Only the lines with "renders" in the entries below belong in the answer; please copy them.

=== Section Start ===

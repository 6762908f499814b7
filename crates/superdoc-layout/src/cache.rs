//! The incremental conversion cache (spec §4.F): per-paragraph,
//! content-addressed reuse of previously converted [`FlowBlock`]s across
//! renders.
//!
//! [`FlowBlockCache`] is the only component in the pipeline that survives
//! across renders (spec §5 "Shared resources"): it is owned by the host
//! (the editor), gated by a two-generation `begin`/`commit` protocol so a
//! cancelled render never corrupts state a committed one depends on (spec
//! §5 "Cancellation").

use std::collections::HashMap;

use crate::flow::blocks::{min_pm_start, FlowBlock};
use crate::warnings::{LayoutError, Warning, WarningKind, WarningSite, WarningSink};

/// A cached conversion result for one paragraph (spec §4.F "Value").
#[derive(Debug, Clone)]
struct CacheEntry {
    node_rev: Option<u64>,
    node_json: String,
    blocks: Vec<FlowBlock>,
    pm_start: usize,
}

/// Per-paragraph memoization keyed by stable paragraph id (spec §4.F "Key").
///
/// Usage: call [`FlowBlockCache::begin`] once per render, then
/// [`FlowBlockCache::lookup`] or [`FlowBlockCache::insert`] for every
/// paragraph the converter visits, then [`FlowBlockCache::commit`] once the
/// render completes successfully. A render that is cancelled must simply
/// never call `commit` (spec §5): `previous` is left untouched and the
/// half-built `next` generation is discarded.
#[derive(Debug, Default)]
pub struct FlowBlockCache {
    previous: HashMap<String, CacheEntry>,
    next: HashMap<String, CacheEntry>,
    begun: bool,
}

/// What a cache lookup produced: either blocks ready to use as-is (the
/// converter does not need to re-run), or a clear instruction to convert
/// from scratch.
pub enum CacheOutcome {
    /// Cache hit: shifted, shallow-copied blocks from a prior render (spec
    /// §4.F: "Always return shallow copies (even with Δ=0)").
    Hit(Vec<FlowBlock>),
    /// Cache miss (no entry, or content differs, or a shift produced a
    /// negative position and the entry was discarded per spec §7 "Cache
    /// inconsistency"): caller must convert this paragraph from scratch.
    Miss,
}

impl FlowBlockCache {
    /// Construct an empty cache with no generation open yet.
    pub fn new() -> Self {
        Self::default()
    }

    /// Start a new render generation: clears `next` (spec §4.F `begin()`).
    pub fn begin(&mut self) {
        self.next.clear();
        self.begun = true;
    }

    /// Replace `previous` with `next`, ending the render generation (spec
    /// §4.F `commit()`). Paragraphs not re-inserted via [`Self::lookup`] /
    /// [`Self::insert`] during this generation are dropped, matching spec:
    /// "Paragraphs not referenced in the render are dropped."
    pub fn commit(&mut self) -> Result<(), LayoutError> {
        if !self.begun {
            return Err(LayoutError::CacheNotBegun);
        }
        self.previous = std::mem::take(&mut self.next);
        self.begun = false;
        Ok(())
    }

    /// Look up a paragraph by its stable id, comparing the current node's
    /// revision (fast path) or serialized content (slow path) against the
    /// cached entry, and shifting any hit by the paragraph's new PM start
    /// (spec §4.F lookup steps 1-3).
    ///
    /// `node_json` must be a deterministic serialization of the paragraph
    /// node's content (the cache does not serialize nodes itself — that
    /// belongs to whatever editor-tree representation the host uses).
    pub fn lookup(
        &mut self,
        block_id: &str,
        node_rev: Option<u64>,
        node_json: &str,
        new_pm_start: usize,
        warnings: &mut WarningSink,
    ) -> CacheOutcome {
        let Some(entry) = self.previous.get(block_id) else {
            return CacheOutcome::Miss;
        };

        let hit = match (entry.node_rev, node_rev) {
            (Some(cached), Some(current)) => cached == current,
            _ => entry.node_json == node_json,
        };
        if !hit {
            return CacheOutcome::Miss;
        }

        let delta = new_pm_start as i64 - entry.pm_start as i64;
        // `new_pm_start` is itself a `usize` (never negative), so comparing
        // `entry.pm_start + delta` against zero is tautological — it always
        // equals `new_pm_start`. The actual §4.F/§7 "negative position"
        // hazard lives in the blocks' own internal positions, which can sit
        // below `entry.pm_start` if the cache entry's bookkeeping position
        // ever disagrees with what was actually recorded on its blocks.
        if let Some(min_pos) = min_pm_start(&entry.blocks) {
            if min_pos as i64 + delta < 0 {
                warnings.push(Warning::new(
                    WarningKind::CacheInconsistent {
                        reason: format!("shift by {delta} would move position {min_pos} negative"),
                    },
                    WarningSite::Block(block_id.to_string()),
                ));
                return CacheOutcome::Miss;
            }
        }

        let mut blocks = entry.blocks.clone();
        for block in &mut blocks {
            block.shift_positions(delta);
        }
        CacheOutcome::Hit(blocks)
    }

    /// Record a freshly converted (or cache-hit, re-shifted) result for this
    /// generation (spec §4.F: "each paragraph encountered during the render
    /// is inserted into `next`").
    pub fn insert(
        &mut self,
        block_id: String,
        node_rev: Option<u64>,
        node_json: String,
        blocks: Vec<FlowBlock>,
        pm_start: usize,
    ) {
        self.next.insert(
            block_id,
            CacheEntry {
                node_rev,
                node_json,
                blocks,
                pm_start,
            },
        );
    }

    /// Number of paragraphs retained from the last committed generation.
    pub fn retained_len(&self) -> usize {
        self.previous.len()
    }
}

=== Section End ===

_ANSWER FOR THE TASK_.
//! renders.
//! across renders (spec §5 "Shared resources"): it is owned by the host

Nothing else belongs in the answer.